Gunmen believed to be part of Nigeria's Boko Haram Islamic terrorist group attacked a government boarding school in northern Nigeria July 6, killing an estimated 42 people, mostly students, witnesses said. The attack appears to be the latest assault in the Islamist group's self-declared war against Western values — a terrorist campaign that has destabilized the largely Muslim northern portion of the nation. Since the Nigerian military instituted a crackdown earlier this year on Boko Haram, the group — whose name translates roughly “Western education is sin” — has taken to targeting mostly defenseless schools throughout the north, particularly in Nigeria's Yobe state, where the latest incident occurred.
In the latest attack, AFP News quoted Haliru Aliyu, a spokesman for General Hospital in the city of Potiskum, as saying that the Islamist attackers entered the government boarding school early in the morning, rounded up sleeping staff and students into a dormitory building, and then threw in grenades and opened fire. “We received 42 dead bodies of students and other staff of Government Secondary School in Mamudo last night,” Aliyu told AFP. “Some of them had gunshot wounds,” he added, but many were also burned, with reports that the attackers doused the building with fuel prior to the armed assault.
Boko Haram has claimed to be to blame for killing hundreds of students in attacks on schools in northern Nigeria in the past several months. According to news reports, on June 17 members of the terrorist group shot nine students dead as they were taking an exam in a private school in Maiduguri, considered one of the group's strongholds. The day before, gunmen fired on a secondary school in Damaturu, the capital of Yobe state, killing seven students and two teachers.
And on July 4, reported the Associated Press, Boko Haram gunmen went to the home of a primary school headmaster in a town 100 miles from Maiduguri, a city held by Boko Haram, and gunned down the man and his entire family.
According to news reports, since 2009 violence linked to Boko Haram attacks have left at least 3,600 people dead in Nigeria. Some local residents said the latest attack was a reprisal by Boko Haram for the killings of 22 of its members during a July 4 military raid on one of the group's strongholds.
Following the latest attack, Yobe state governor Ibrahim Gaidam “directed that all secondary schools in the state be closed down from Monday 8th July 2013 until a new academic session begins in September,” according to a government statement.
The U.K.'s Independent newspaper reported that in mid-May Nigeria's president, Goodluck Jonathan, declared a state of emergency in Borno, Yobe, and Adamawa, the three Nigerian states most impacted by the Boko Haram violence. As part of its action, the government cut off cellphone service in those states in an attempt to prevent Boko Haram groups from communicating with one another. Landline phone service is mostly non-existent in the area. But Governor Gaidam said that had cell service been available to residents in Yobe, they could have alerted the military to the attack before it happened.

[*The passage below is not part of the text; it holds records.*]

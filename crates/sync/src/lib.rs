// SPDX-License-Identifier: BUSL-1.1
// Copyright (c) 2026 Alfred Jean LLC

// Allow panic!/unwrap/expect in test code
#![cfg_attr(test, allow(clippy::panic))]
#![cfg_attr(test, allow(clippy::unwrap_used))]
#![cfg_attr(test, allow(clippy::expect_used))]

//! Depot synchronization engine
//!
//! A depot keeps a managed destination in sync with a source directory:
//! each round snapshots the prior destination state via hardlinks, then
//! copies changed files in and deletes files gone from the source.

mod descriptor;
mod error;
pub mod fsops;
mod history;
mod registry;
mod round;

pub use descriptor::{DepotDescriptor, ARCHIVE_DIR, MARKER_FILE, WORK_DIR};
pub use error::SyncError;
pub use history::{RunHistory, RunOutcome, DEFAULT_HISTORY_CAPACITY};
pub use registry::{DepotJob, DepotRegistry};
pub use round::{check_destination, run_round};
// SPDX-License-Identifier: BUSL-1.1
// Copyright (c) 2026 Alfred Jean LLC

//! Time-ordered task queue

use crate::cancel::CancelToken;
use std::cmp::Reverse;
use std::collections::BinaryHeap;
use std::fmt;
use std::sync::Arc;
use std::time::{Duration, Instant};

/// Callback invoked when a task fires.
pub type TaskFn = Arc<dyn Fn() + Send + Sync>;

/// A unit of scheduled work.
///
/// Owned by the queue while pending; repeating tasks are re-created and
/// resubmitted by the dispatcher after each run, so at most one copy of a
/// logical job's task is pending at any time.
#[derive(Clone)]
pub struct ScheduledTask {
    /// When the task becomes due
    pub fire_at: Instant,
    /// Re-dispatch interval; `Some` marks a repeating task
    pub repeat: Option<Duration>,
    pub run: TaskFn,
    pub cancel: CancelToken,
}

impl ScheduledTask {
    /// One-shot task.
    pub fn once(fire_at: Instant, cancel: CancelToken, run: TaskFn) -> Self {
        Self {
            fire_at,
            repeat: None,
            run,
            cancel,
        }
    }

    /// Self-rescheduling task; after each run the next fire time is the
    /// completion time plus `interval`.
    pub fn repeating(
        fire_at: Instant,
        interval: Duration,
        cancel: CancelToken,
        run: TaskFn,
    ) -> Self {
        Self {
            fire_at,
            repeat: Some(interval),
            run,
            cancel,
        }
    }
}

impl fmt::Debug for ScheduledTask {
    fn fmt(&self, f: &mut fmt::Formatter<'_>) -> fmt::Result {
        f.debug_struct("ScheduledTask")
            .field("fire_at", &self.fire_at)
            .field("repeat", &self.repeat)
            .field("cancelled", &self.cancel.is_cancelled())
            .finish_non_exhaustive()
    }
}

impl PartialEq for ScheduledTask {
    fn eq(&self, other: &Self) -> bool {
        self.fire_at == other.fire_at
    }
}

impl Eq for ScheduledTask {}

impl PartialOrd for ScheduledTask {
    fn partial_cmp(&self, other: &Self) -> Option<std::cmp::Ordering> {
        Some(self.cmp(other))
    }
}

impl Ord for ScheduledTask {
    fn cmp(&self, other: &Self) -> std::cmp::Ordering {
        // Min-heap: earliest first
        Reverse(self.fire_at).cmp(&Reverse(other.fire_at))
    }
}

/// Binary min-heap of tasks ordered by fire time.
///
/// Single-owner: the control loop is the only holder, so no lock guards it.
/// Tasks pop in non-decreasing `fire_at` order; no relative order is
/// guaranteed among tasks with equal fire times.
#[derive(Debug, Default)]
pub struct TaskQueue {
    items: BinaryHeap<ScheduledTask>,
}

impl TaskQueue {
    pub fn new() -> Self {
        Self::default()
    }

    pub fn push(&mut self, task: ScheduledTask) {
        self.items.push(task);
    }

    /// Pop the head only if it is due at `now`.
    pub fn pop_due(&mut self, now: Instant) -> Option<ScheduledTask> {
        if self.items.peek().is_some_and(|t| t.fire_at <= now) {
            self.items.pop()
        } else {
            None
        }
    }

    /// Fire time of the earliest pending task, if any.
    pub fn next_fire_at(&self) -> Option<Instant> {
        self.items.peek().map(|t| t.fire_at)
    }

    pub fn len(&self) -> usize {
        self.items.len()
    }

    pub fn is_empty(&self) -> bool {
        self.items.is_empty()
    }
}

#[cfg(test)]
#[path = "queue_tests.rs"]
mod tests;
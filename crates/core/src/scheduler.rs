// SPDX-License-Identifier: BUSL-1.1
// Copyright (c) 2026 Alfred Jean LLC

//! Scheduler control loop
//!
//! One spawned loop exclusively owns the [`TaskQueue`]; submissions cross
//! into it through a bounded channel, and each due task is dispatched onto
//! its own execution so a slow task never delays the loop or other tasks.

use crate::queue::{ScheduledTask, TaskQueue};
use std::time::{Duration, Instant};
use tokio::sync::mpsc;
use tracing::{debug, warn};

/// Cap on buffered submissions; a full buffer blocks submitters. This is
/// the sole backpressure mechanism.
const SUBMIT_BUFFER: usize = 100;

/// Wait ceiling for the control loop when the queue is empty.
const IDLE_CEILING: Duration = Duration::from_secs(24 * 60 * 60);

/// Handle to a running scheduler loop.
#[derive(Clone)]
pub struct Scheduler {
    submit_tx: mpsc::Sender<ScheduledTask>,
    stop_tx: mpsc::Sender<()>,
}

impl Scheduler {
    /// Start the control loop on the current tokio runtime.
    pub fn spawn() -> Self {
        let (submit_tx, submit_rx) = mpsc::channel(SUBMIT_BUFFER);
        let (stop_tx, stop_rx) = mpsc::channel(1);
        let resubmit_tx = submit_tx.clone();
        tokio::spawn(control_loop(submit_rx, stop_rx, resubmit_tx));
        Self { submit_tx, stop_tx }
    }

    /// Enqueue a task for future dispatch.
    ///
    /// Completes immediately unless the submission buffer is full, in which
    /// case the caller waits for the control loop to drain it.
    pub async fn submit(&self, task: ScheduledTask) {
        // Send fails only after stop; tasks submitted then are dropped.
        let _ = self.submit_tx.send(task).await;
    }

    /// Signal the control loop to exit. Idempotent. Tasks still pending in
    /// the queue are dropped; in-flight dispatched executions are not
    /// awaited.
    pub fn stop(&self) {
        let _ = self.stop_tx.try_send(());
    }
}

async fn control_loop(
    mut submit_rx: mpsc::Receiver<ScheduledTask>,
    mut stop_rx: mpsc::Receiver<()>,
    resubmit_tx: mpsc::Sender<ScheduledTask>,
) {
    let mut queue = TaskQueue::new();

    loop {
        let now = Instant::now();
        while let Some(task) = queue.pop_due(now) {
            dispatch(task, resubmit_tx.clone());
        }

        let wait = queue
            .next_fire_at()
            .map(|at| at.saturating_duration_since(now))
            .unwrap_or(IDLE_CEILING);

        tokio::select! {
            submitted = submit_rx.recv() => {
                // The loop holds a sender clone for resubmissions, so the
                // channel cannot close underneath us.
                if let Some(task) = submitted {
                    queue.push(task);
                }
            }
            _ = tokio::time::sleep(wait) => {}
            _ = stop_rx.recv() => {
                debug!(pending = queue.len(), "scheduler stopping");
                break;
            }
        }
    }
}

/// Hand a due task to an independent execution. Never blocks the loop.
fn dispatch(task: ScheduledTask, resubmit_tx: mpsc::Sender<ScheduledTask>) {
    tokio::spawn(async move {
        // Sole cancellation check point; a task already running is never
        // interrupted.
        if task.cancel.is_cancelled() {
            debug!("skipping cancelled task");
            return;
        }

        let run = task.run.clone();
        if tokio::task::spawn_blocking(move || run()).await.is_err() {
            // A panicked callback counts as an unsuccessful run and drops
            // out of rotation.
            warn!("scheduled task panicked");
            return;
        }

        if let Some(interval) = task.repeat.filter(|i| !i.is_zero()) {
            let next = ScheduledTask {
                fire_at: Instant::now() + interval,
                ..task
            };
            let _ = resubmit_tx.send(next).await;
        }
    });
}

#[cfg(test)]
#[path = "scheduler_tests.rs"]
mod tests;
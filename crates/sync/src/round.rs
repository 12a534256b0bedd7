// SPDX-License-Identifier: BUSL-1.1
// Copyright (c) 2026 Alfred Jean LLC

//! One synchronization round for a depot
//!
//! Phases in order: precondition check, idempotent init, hardlink archive
//! of the working directory, then diff-copy-delete against the source.
//! Phase failures abort the round; per-file failures are logged and the
//! file skipped.

use crate::descriptor::{DepotDescriptor, MARKER_FILE};
use crate::error::SyncError;
use crate::fsops;
use chrono::Utc;
use std::collections::BTreeSet;
use std::fs;
use std::io;
use std::path::{Path, PathBuf};
use std::time::SystemTime;
use tracing::{debug, warn};

/// Label format for per-round archive directories. Subsecond precision
/// keeps back-to-back rounds in distinct directories.
const ARCHIVE_LABEL_FORMAT: &str = "%Y.%m.%d~%H:%M:%S%.3f";

/// Run one round: returns total bytes copied, or the phase-level error.
///
/// File-level stat/copy/link/delete failures do not surface here; they
/// are logged and the file skipped.
pub fn run_round(desc: &DepotDescriptor) -> Result<u64, SyncError> {
    check_destination(&desc.destination)?;
    init_depot(desc)?;
    archive_working_dir(desc)?;
    let bytes = sync_dirs(&desc.source, &desc.work_dir())?;
    debug!(depot = %desc.name, bytes_copied = bytes, "round complete");
    Ok(bytes)
}

/// The destination must be a directory that is either empty or already
/// carries the marker file. Fails fast with no side effects otherwise.
pub fn check_destination(root: &Path) -> Result<(), SyncError> {
    let meta = fs::metadata(root).map_err(|_| {
        SyncError::Precondition(format!("{} does not exist", root.display()))
    })?;
    if !meta.is_dir() {
        return Err(SyncError::Precondition(format!(
            "{} is not a directory",
            root.display()
        )));
    }

    let mut has_entries = false;
    for entry in fs::read_dir(root)? {
        let entry = entry?;
        if entry.file_name() == MARKER_FILE && entry.file_type()?.is_file() {
            return Ok(());
        }
        has_entries = true;
    }
    if has_entries {
        return Err(SyncError::Precondition(format!(
            "{} is not empty and has no {} marker",
            root.display(),
            MARKER_FILE
        )));
    }
    Ok(())
}

/// Idempotent: the marker file, archive root, and working directory are
/// created only when absent.
fn init_depot(desc: &DepotDescriptor) -> Result<(), SyncError> {
    let marker = desc.marker_path();
    match fs::metadata(&marker) {
        Ok(meta) if meta.is_dir() => {
            return Err(SyncError::Precondition(format!(
                "{} is a directory",
                marker.display()
            )));
        }
        Ok(_) => {}
        Err(e) if e.kind() == io::ErrorKind::NotFound => {
            let json = serde_json::to_string_pretty(desc)?;
            fs::write(&marker, json)?;
        }
        Err(e) => return Err(e.into()),
    }

    fsops::ensure_dir(&desc.archive_root())?;
    fsops::ensure_dir(&desc.work_dir())?;
    Ok(())
}

/// Snapshot the entire working directory into a fresh timestamp-labeled
/// archive subdirectory using per-file hardlinks: constant time per file,
/// zero content bytes written.
fn archive_working_dir(desc: &DepotDescriptor) -> Result<(), SyncError> {
    let work = desc.work_dir();
    let label = Utc::now().format(ARCHIVE_LABEL_FORMAT).to_string();
    let archive = desc.archive_root().join(label);
    fsops::ensure_dir(&archive)?;

    let files = fsops::list_files_recursively(&work)?;
    for rel in files {
        let src = work.join(&rel);
        let dst = archive.join(&rel);
        if let Err(e) = fsops::hard_link_file(&dst, &src) {
            warn!(
                operation = "link",
                path = %src.display(),
                error = %e,
                "archive link failed, skipping file"
            );
        }
    }
    Ok(())
}

/// Diff-copy-delete between the source root and the working directory.
fn sync_dirs(src_root: &Path, dst_root: &Path) -> Result<u64, SyncError> {
    let src_files: BTreeSet<PathBuf> =
        fsops::list_files_recursively(src_root)?.into_iter().collect();
    let dst_files: BTreeSet<PathBuf> =
        fsops::list_files_recursively(dst_root)?.into_iter().collect();

    let mut bytes_copied = 0u64;
    for rel in &src_files {
        let src = src_root.join(rel);
        let dst = dst_root.join(rel);

        let needs_copy = if dst_files.contains(rel) {
            // Modification time is the only change-detection signal.
            match (stat_modified(&src), stat_modified(&dst)) {
                (Some(s), Some(d)) => s != d,
                _ => continue,
            }
        } else {
            true
        };

        if needs_copy {
            match fsops::copy_file(&dst, &src) {
                Ok(n) => bytes_copied += n,
                Err(e) => warn!(
                    operation = "copy",
                    src = %src.display(),
                    dst = %dst.display(),
                    error = %e,
                    "copy failed, skipping file"
                ),
            }
        }
    }

    for rel in dst_files.difference(&src_files) {
        let dst = dst_root.join(rel);
        if let Err(e) = fs::remove_file(&dst) {
            warn!(
                operation = "delete",
                path = %dst.display(),
                error = %e,
                "delete failed, skipping file"
            );
        }
    }

    Ok(bytes_copied)
}

fn stat_modified(path: &Path) -> Option<SystemTime> {
    match fs::metadata(path).and_then(|m| m.modified()) {
        Ok(t) => Some(t),
        Err(e) => {
            warn!(
                operation = "stat",
                path = %path.display(),
                error = %e,
                "stat failed, skipping file"
            );
            None
        }
    }
}

#[cfg(test)]
#[path = "round_tests.rs"]
mod tests;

Christian groups have noted that Christians and churches have borne much of the brunt of Boko Haram terror. Todd Nettleton of the American group Voice of the Martyrs pointed out to The New American that Nigeria is somewhat evenly divided both geographically and in population between Muslims and Christians, with the southern half of the country having many churches and enjoying a stability that does not exist in the north.
Nettleton said that in the eyes of the Boko Haram, Christianity equates into Western mindset, and so Christians are often attacked because the Western values they embrace represent a threat to Islamic ways.
Voice of the Martyrs recently quoted one of its workers stationed in northern Nigeria as saying that Christians are targeted and “butchered like animals” on nearly a daily basis in northern Nigerian cities. “These Christians are imprisoned — though there may not be physical walls barricading them — but they are confined to one fate which is death by bombing, bullet, fire, cutlasses, machetes and economic hardship,” the VOM worker said. He added that these believers “live as if every day were their last. Someone told me in one of the cities, ‘We are just but walking corpses on the street waiting for our burial days.’”
Another Christian group that monitors persecution, Morning Star News, noted that while enduring other injustices, members of the Christian minority in northern Nigeria “are consistently and blatantly faced with pressure to convert to Islam. Christians are regularly and publicly humiliated for their religious identity, and anything that can be construed as disrespectful or contradictory to Islam is met with immediate violence.”
While the Boko Haram campaign may not specifically target Christians, the result of the murderous siege is still telling. In 2012, 900 Christians were killed in Nigeria, 70 percent of the listed total of all Christians martyred throughout the world that year. This year the number so far is inching toward 200 Christians killed, making Nigeria — specifically the northern half of the country — statistically the most dangerous place on Earth to be a confessing Christian.